Right now, virtual rave and virtual fashion are at a fledgling stage of development that only hints at what’s to come. The next wave of innovation will involve video games and apps specifically designed for live music. This platform will offer an infinite range of ways to style and modify your appearance, while also enabling the feeding of audio directly into the game and to other players. Like an amusement park, there will be a delicious excess of simultaneous events — museum-sized art shows, branded fashion shoots, exclusive music video premieres, influencer meet-and-greets, addicting mini-games — all of which you can enjoy while listening to the music. The experience will be interactive and ever-evolving, sending you surging through snowy taigas and underwater temples that sparkle in sync with the beat of the track. Most likely, it will integrate a combination of AR and VR to enhance its realism, and use 3D scanning and modeling to allow you to put yourself, as a 3D figure, directly inside the game experience with shocking realism. It might even involve a coordinated merger of the physical and digital worlds: a concert happening online and in-person at once. The physical space would live-stream the in-game activity on a giant screen — a jumbotron — and players in the game would do things to affect the concert space. And vice versa. There would be a completely two-way cross-contamination between the real and the virtual, a true back-and-forth.

For club owners and app creators, the challenge will be to create a loyal base out of fleeting visitors, who are less concerned about the club’s ethos and more about simply having an amusing activity to do with their friends while locked indoors. Given the overload of options on offer, there’s no impetus to stay at one event for an entire evening. Accompanied by a friend from another continent, you can hit up a noise-rock Minecraft concert, then slide into an electro-pop Zoom function 10 minutes later. Everything is flexible and customized to individual impulse.

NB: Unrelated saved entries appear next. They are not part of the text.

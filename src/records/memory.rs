use std::collections::HashMap;
use std::sync::Mutex;

use anyhow::Result;
use async_trait::async_trait;
use chrono::{DateTime, Utc};
use uuid::Uuid;

use crate::engine::error::WorkflowError;
use crate::engine::types::{ErrorInfo, TaskStatus};
use crate::records::{RecordStore, StepRecord, TaskRecord, retry_copy, undo_copy};

/// In-memory record store used by tests and nested sub-plan execution.
pub struct MemoryRecordStore {
    inner: Mutex<Inner>,
}

#[derive(Default)]
struct Inner {
    steps: HashMap<Uuid, StepRecord>,
    tasks: HashMap<Uuid, TaskRecord>,
}

impl MemoryRecordStore {
    #[allow(clippy::new_without_default)]
    pub fn new() -> Self {
        Self {
            inner: Mutex::new(Inner::default()),
        }
    }
}

impl Default for MemoryRecordStore {
    fn default() -> Self {
        Self::new()
    }
}

fn sort_steps(mut steps: Vec<StepRecord>) -> Vec<StepRecord> {
    steps.sort_by(|a, b| {
        (a.parent_step_pos, a.created, a.id).cmp(&(b.parent_step_pos, b.created, b.id))
    });
    steps
}

fn sort_step_tasks(mut tasks: Vec<TaskRecord>) -> Vec<TaskRecord> {
    tasks.sort_by(|a, b| {
        (a.parent_step_pos, a.created, a.id).cmp(&(b.parent_step_pos, b.created, b.id))
    });
    tasks
}

fn sort_child_tasks(mut tasks: Vec<TaskRecord>) -> Vec<TaskRecord> {
    tasks.sort_by(|a, b| (a.parent_pos, a.created, a.id).cmp(&(b.parent_pos, b.created, b.id)));
    tasks
}

impl Inner {
    fn task(&self, id: Uuid) -> Result<&TaskRecord> {
        self.tasks
            .get(&id)
            .ok_or_else(|| anyhow::anyhow!("task not found: {}", id))
    }

    fn task_mut(&mut self, id: Uuid) -> Result<&mut TaskRecord> {
        self.tasks
            .get_mut(&id)
            .ok_or_else(|| anyhow::anyhow!("task not found: {}", id))
    }

    /// Sibling positions must be unique among live records of one parent.
    /// Undo and retry records copy the position of the task they mirror,
    /// so the check only considers live forward tasks.
    fn check_task_position(&self, task: &TaskRecord) -> Result<()> {
        if !task.is_live() {
            return Ok(());
        }
        let clash = match (task.parent_step, task.parent) {
            (Some(step), _) => self.tasks.values().any(|t| {
                t.parent_step == Some(step)
                    && t.is_live()
                    && t.parent_step_pos == task.parent_step_pos
                    && t.id != task.id
            }),
            (None, Some(parent)) => self.tasks.values().any(|t| {
                t.parent == Some(parent)
                    && t.is_live()
                    && t.parent_pos == task.parent_pos
                    && t.id != task.id
            }),
            (None, None) => false,
        };
        if clash {
            return Err(WorkflowError::Integrity(format!(
                "duplicate sibling position for task '{}'",
                task.name
            ))
            .into());
        }
        Ok(())
    }

    fn check_step_position(&self, step: &StepRecord) -> Result<()> {
        if let Some(parent) = step.parent_step {
            let clash = self.steps.values().any(|s| {
                s.parent_step == Some(parent)
                    && s.parent_step_pos == step.parent_step_pos
                    && s.id != step.id
            });
            if clash {
                return Err(WorkflowError::Integrity(format!(
                    "duplicate sibling position for step '{}'",
                    step.name
                ))
                .into());
            }
        }
        Ok(())
    }

    fn delete_step_rec(&mut self, id: Uuid) {
        let children: Vec<Uuid> = self
            .steps
            .values()
            .filter(|s| s.parent_step == Some(id))
            .map(|s| s.id)
            .collect();
        for child in children {
            self.delete_step_rec(child);
        }

        let tasks: Vec<Uuid> = self
            .tasks
            .values()
            .filter(|t| t.parent_step == Some(id))
            .map(|t| t.id)
            .collect();
        for task in tasks {
            self.delete_task_rec(task);
        }

        self.steps.remove(&id);
    }

    fn delete_task_rec(&mut self, id: Uuid) {
        let children: Vec<Uuid> = self
            .tasks
            .values()
            .filter(|t| t.parent == Some(id))
            .map(|t| t.id)
            .collect();
        for child in children {
            self.delete_task_rec(child);
        }
        self.tasks.remove(&id);
    }
}

#[async_trait]
impl RecordStore for MemoryRecordStore {
    async fn create_step(&self, step: &StepRecord) -> Result<()> {
        let mut inner = self.inner.lock().unwrap();
        inner.check_step_position(step)?;
        inner.steps.insert(step.id, step.clone());
        Ok(())
    }

    async fn create_task(&self, task: &TaskRecord) -> Result<()> {
        let mut inner = self.inner.lock().unwrap();
        inner.check_task_position(task)?;
        inner.tasks.insert(task.id, task.clone());
        Ok(())
    }

    async fn get_step(&self, id: Uuid) -> Result<StepRecord> {
        let inner = self.inner.lock().unwrap();
        inner
            .steps
            .get(&id)
            .cloned()
            .ok_or_else(|| anyhow::anyhow!("step not found: {}", id))
    }

    async fn get_task(&self, id: Uuid) -> Result<TaskRecord> {
        let inner = self.inner.lock().unwrap();
        inner.task(id).cloned()
    }

    async fn delete_step(&self, id: Uuid) -> Result<()> {
        let mut inner = self.inner.lock().unwrap();
        inner.delete_step_rec(id);
        Ok(())
    }

    async fn set_task_status(&self, id: Uuid, status: TaskStatus) -> Result<()> {
        let mut inner = self.inner.lock().unwrap();
        inner.task_mut(id)?.status = status;
        Ok(())
    }

    async fn set_task_progress(&self, id: Uuid, progress: u8) -> Result<()> {
        let mut inner = self.inner.lock().unwrap();
        let task = inner.task_mut(id)?;
        if progress > task.progress {
            task.progress = progress.min(100);
        }
        Ok(())
    }

    async fn set_task_result(&self, id: Uuid, result: Option<serde_json::Value>) -> Result<()> {
        let mut inner = self.inner.lock().unwrap();
        inner.task_mut(id)?.result = result;
        Ok(())
    }

    async fn set_task_einfo(&self, id: Uuid, einfo: Option<ErrorInfo>) -> Result<()> {
        let mut inner = self.inner.lock().unwrap();
        inner.task_mut(id)?.einfo = einfo;
        Ok(())
    }

    async fn set_task_event_outcome(&self, id: Uuid, outcome: Option<String>) -> Result<()> {
        let mut inner = self.inner.lock().unwrap();
        inner.task_mut(id)?.event_outcome = outcome;
        Ok(())
    }

    async fn set_task_time_started(&self, id: Uuid, at: Option<DateTime<Utc>>) -> Result<()> {
        let mut inner = self.inner.lock().unwrap();
        inner.task_mut(id)?.time_started = at;
        Ok(())
    }

    async fn set_task_time_done(&self, id: Uuid, at: Option<DateTime<Utc>>) -> Result<()> {
        let mut inner = self.inner.lock().unwrap();
        inner.task_mut(id)?.time_done = at;
        Ok(())
    }

    async fn child_steps(&self, step: Uuid) -> Result<Vec<StepRecord>> {
        let inner = self.inner.lock().unwrap();
        Ok(sort_steps(
            inner
                .steps
                .values()
                .filter(|s| s.parent_step == Some(step))
                .cloned()
                .collect(),
        ))
    }

    async fn tasks_of_step(&self, step: Uuid) -> Result<Vec<TaskRecord>> {
        let inner = self.inner.lock().unwrap();
        Ok(sort_step_tasks(
            inner
                .tasks
                .values()
                .filter(|t| t.parent_step == Some(step))
                .cloned()
                .collect(),
        ))
    }

    async fn live_tasks(&self, step: Uuid) -> Result<Vec<TaskRecord>> {
        let inner = self.inner.lock().unwrap();
        Ok(sort_step_tasks(
            inner
                .tasks
                .values()
                .filter(|t| t.parent_step == Some(step) && t.is_live())
                .cloned()
                .collect(),
        ))
    }

    async fn failed_tasks(&self, step: Uuid) -> Result<Vec<TaskRecord>> {
        let inner = self.inner.lock().unwrap();
        Ok(sort_step_tasks(
            inner
                .tasks
                .values()
                .filter(|t| {
                    t.parent_step == Some(step) && t.is_live() && t.status == TaskStatus::Failure
                })
                .cloned()
                .collect(),
        ))
    }

    async fn pending_tasks(&self, step: Uuid) -> Result<Vec<TaskRecord>> {
        let inner = self.inner.lock().unwrap();
        Ok(sort_step_tasks(
            inner
                .tasks
                .values()
                .filter(|t| {
                    t.parent_step == Some(step)
                        && t.undone.is_none()
                        && !t.undo_type
                        && t.status == TaskStatus::Pending
                })
                .cloned()
                .collect(),
        ))
    }

    async fn undone_unretried_tasks(&self, step: Uuid) -> Result<Vec<TaskRecord>> {
        let inner = self.inner.lock().unwrap();
        Ok(sort_step_tasks(
            inner
                .tasks
                .values()
                .filter(|t| {
                    t.parent_step == Some(step) && t.undone.is_some() && t.retried.is_none()
                })
                .cloned()
                .collect(),
        ))
    }

    async fn child_tasks(&self, task: Uuid) -> Result<Vec<TaskRecord>> {
        let inner = self.inner.lock().unwrap();
        Ok(sort_child_tasks(
            inner
                .tasks
                .values()
                .filter(|t| t.parent == Some(task))
                .cloned()
                .collect(),
        ))
    }

    async fn live_child_tasks(&self, task: Uuid) -> Result<Vec<TaskRecord>> {
        let inner = self.inner.lock().unwrap();
        Ok(sort_child_tasks(
            inner
                .tasks
                .values()
                .filter(|t| t.parent == Some(task) && t.is_live())
                .cloned()
                .collect(),
        ))
    }

    async fn create_undo_task(&self, original: Uuid, attempt: Uuid) -> Result<TaskRecord> {
        let mut inner = self.inner.lock().unwrap();
        let orig = inner.task(original)?.clone();
        if orig.undone.is_some() {
            return Err(WorkflowError::Integrity(format!(
                "task {} already has an outstanding undo",
                original
            ))
            .into());
        }

        let undo = undo_copy(&orig, attempt);
        inner.tasks.insert(undo.id, undo.clone());
        inner.task_mut(original)?.undone = Some(undo.id);
        Ok(undo)
    }

    async fn create_retry_task(&self, original: Uuid, attempt: Uuid) -> Result<TaskRecord> {
        let mut inner = self.inner.lock().unwrap();
        let orig = inner.task(original)?.clone();
        if orig.retried.is_some() {
            return Err(WorkflowError::Integrity(format!(
                "task {} has already been retried",
                original
            ))
            .into());
        }

        let retry = retry_copy(&orig, attempt);
        inner.tasks.insert(retry.id, retry.clone());
        inner.task_mut(original)?.retried = Some(retry.id);

        // The replacement inherits the original's sub-plan so a re-run can
        // pick up unfinished children instead of replanning from scratch.
        let children: Vec<Uuid> = inner
            .tasks
            .values()
            .filter(|t| t.parent == Some(original))
            .map(|t| t.id)
            .collect();
        for child in children {
            inner.task_mut(child)?.parent = Some(retry.id);
        }

        Ok(retry)
    }
}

Club Quarantäne is clearly doing something right, having “spawned independent fan groups, where people who met in the club are continuing to talk and share,” according to Finbar Mostyn-Williams. “It’s really succeeded in bringing people together rather than just delivering content to them.” That higher level of engagement is what creates the sense of community, making participants feel like they are active co-creators of the atmosphere, rather than consumers being serviced with a commodified experience.

As social distancing measures loosen up, there will most likely be a drop in virtual attendance as everyone savors the ability to waltz drunkenly in public again. But in the long run, virtual entertainment will only expand. It’s already shattered what many thought was possible to do on the internet. In the past decade, digital entertainment that simulates the tactile and surround-sound aspects of real-world existence has grown exponentially, from the rise of ear-panning, 8D slowed-and-reverb music remixes to convincingly three-dimensional YouTube videos. Now, experiments mashing together music and video games have created an entirely new form of digital entertainment. The virtual rave isn’t a fad — it’s a point on a much larger, longer timeline, a timeline tracking humanity’s slow, hazy descent into becoming totally techno-human, where everything we do in real-life can be done online with equal efficiency and enjoyment level, and we never have to move or leave our bedrooms at all.